• **Data listing**
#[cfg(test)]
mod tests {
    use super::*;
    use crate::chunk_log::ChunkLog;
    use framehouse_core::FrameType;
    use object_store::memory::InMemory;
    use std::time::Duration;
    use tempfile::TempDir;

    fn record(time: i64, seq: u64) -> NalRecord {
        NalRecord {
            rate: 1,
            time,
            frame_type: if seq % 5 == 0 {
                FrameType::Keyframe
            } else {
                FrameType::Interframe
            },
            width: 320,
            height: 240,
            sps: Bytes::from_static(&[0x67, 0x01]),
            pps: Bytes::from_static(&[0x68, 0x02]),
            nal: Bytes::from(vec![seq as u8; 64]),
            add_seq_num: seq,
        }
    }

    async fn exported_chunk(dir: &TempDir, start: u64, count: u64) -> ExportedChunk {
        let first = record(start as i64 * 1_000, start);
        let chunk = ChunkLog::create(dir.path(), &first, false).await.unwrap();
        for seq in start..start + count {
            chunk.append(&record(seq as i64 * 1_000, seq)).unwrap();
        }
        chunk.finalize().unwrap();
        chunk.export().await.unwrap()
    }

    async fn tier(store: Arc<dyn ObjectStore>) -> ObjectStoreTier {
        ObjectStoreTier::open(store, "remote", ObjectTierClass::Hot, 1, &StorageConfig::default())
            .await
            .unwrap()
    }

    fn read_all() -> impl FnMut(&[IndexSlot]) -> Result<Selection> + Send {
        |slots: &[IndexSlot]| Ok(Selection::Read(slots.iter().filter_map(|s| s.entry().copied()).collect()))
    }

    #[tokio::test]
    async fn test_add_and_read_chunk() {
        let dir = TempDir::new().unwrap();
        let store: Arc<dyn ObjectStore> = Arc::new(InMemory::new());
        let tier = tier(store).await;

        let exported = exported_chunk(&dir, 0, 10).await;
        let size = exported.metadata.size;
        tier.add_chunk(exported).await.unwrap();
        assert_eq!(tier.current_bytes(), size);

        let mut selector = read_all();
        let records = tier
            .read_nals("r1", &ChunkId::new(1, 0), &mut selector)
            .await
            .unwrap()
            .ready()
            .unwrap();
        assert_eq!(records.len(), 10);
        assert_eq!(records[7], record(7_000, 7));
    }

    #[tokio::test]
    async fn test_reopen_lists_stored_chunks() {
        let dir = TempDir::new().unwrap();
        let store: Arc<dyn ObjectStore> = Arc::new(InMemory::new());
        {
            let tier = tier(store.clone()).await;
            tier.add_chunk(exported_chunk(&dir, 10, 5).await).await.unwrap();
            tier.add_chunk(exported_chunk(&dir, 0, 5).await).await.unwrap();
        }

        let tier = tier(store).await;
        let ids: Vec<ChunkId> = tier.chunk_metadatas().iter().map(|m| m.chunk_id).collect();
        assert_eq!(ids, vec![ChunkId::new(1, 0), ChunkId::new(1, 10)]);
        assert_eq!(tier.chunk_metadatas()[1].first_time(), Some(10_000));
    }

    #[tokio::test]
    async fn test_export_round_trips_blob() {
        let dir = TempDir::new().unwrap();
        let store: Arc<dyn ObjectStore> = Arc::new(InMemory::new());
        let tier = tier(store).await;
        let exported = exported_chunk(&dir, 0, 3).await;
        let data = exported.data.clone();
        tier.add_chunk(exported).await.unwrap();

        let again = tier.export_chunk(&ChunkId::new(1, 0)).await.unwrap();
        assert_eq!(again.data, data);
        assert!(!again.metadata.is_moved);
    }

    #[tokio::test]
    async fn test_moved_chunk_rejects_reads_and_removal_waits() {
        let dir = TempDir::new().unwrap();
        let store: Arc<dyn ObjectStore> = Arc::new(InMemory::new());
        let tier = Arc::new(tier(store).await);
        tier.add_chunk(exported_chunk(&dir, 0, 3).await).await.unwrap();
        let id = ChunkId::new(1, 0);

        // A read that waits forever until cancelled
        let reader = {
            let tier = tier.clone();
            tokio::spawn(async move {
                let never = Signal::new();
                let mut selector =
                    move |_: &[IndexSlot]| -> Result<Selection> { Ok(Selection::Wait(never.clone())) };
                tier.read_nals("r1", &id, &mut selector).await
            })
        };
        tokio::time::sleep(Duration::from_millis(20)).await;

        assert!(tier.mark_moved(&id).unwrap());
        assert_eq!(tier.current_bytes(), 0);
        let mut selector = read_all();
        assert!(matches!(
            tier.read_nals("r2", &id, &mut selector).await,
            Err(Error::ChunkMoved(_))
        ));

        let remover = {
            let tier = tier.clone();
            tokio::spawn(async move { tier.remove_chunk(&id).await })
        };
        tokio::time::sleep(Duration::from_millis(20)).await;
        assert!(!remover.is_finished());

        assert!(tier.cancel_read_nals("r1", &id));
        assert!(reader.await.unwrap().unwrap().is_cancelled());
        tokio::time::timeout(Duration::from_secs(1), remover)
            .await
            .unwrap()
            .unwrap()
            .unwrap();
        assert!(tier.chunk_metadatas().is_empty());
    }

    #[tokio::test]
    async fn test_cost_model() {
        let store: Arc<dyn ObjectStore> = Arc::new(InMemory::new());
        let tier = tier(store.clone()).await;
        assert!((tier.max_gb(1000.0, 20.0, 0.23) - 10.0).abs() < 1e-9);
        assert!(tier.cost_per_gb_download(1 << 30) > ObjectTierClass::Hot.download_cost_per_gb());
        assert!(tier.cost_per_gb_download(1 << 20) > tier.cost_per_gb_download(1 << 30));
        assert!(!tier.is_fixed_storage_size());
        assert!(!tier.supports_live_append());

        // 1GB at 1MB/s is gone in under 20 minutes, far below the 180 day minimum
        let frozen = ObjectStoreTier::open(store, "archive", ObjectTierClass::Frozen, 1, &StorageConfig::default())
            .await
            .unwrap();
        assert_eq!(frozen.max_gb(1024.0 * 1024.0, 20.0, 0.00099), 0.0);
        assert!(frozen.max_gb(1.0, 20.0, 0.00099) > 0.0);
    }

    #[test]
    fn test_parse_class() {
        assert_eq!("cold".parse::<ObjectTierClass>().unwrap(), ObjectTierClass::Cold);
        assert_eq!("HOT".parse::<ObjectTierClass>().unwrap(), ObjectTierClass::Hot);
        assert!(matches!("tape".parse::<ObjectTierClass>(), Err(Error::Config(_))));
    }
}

• **Assignment**
Each line holding the word "Error" must be copied from the data.

• **Problem solution**
            Err(Error::ChunkMoved(_))
        assert!(matches!("tape".parse::<ObjectTierClass>(), Err(Error::Config(_))));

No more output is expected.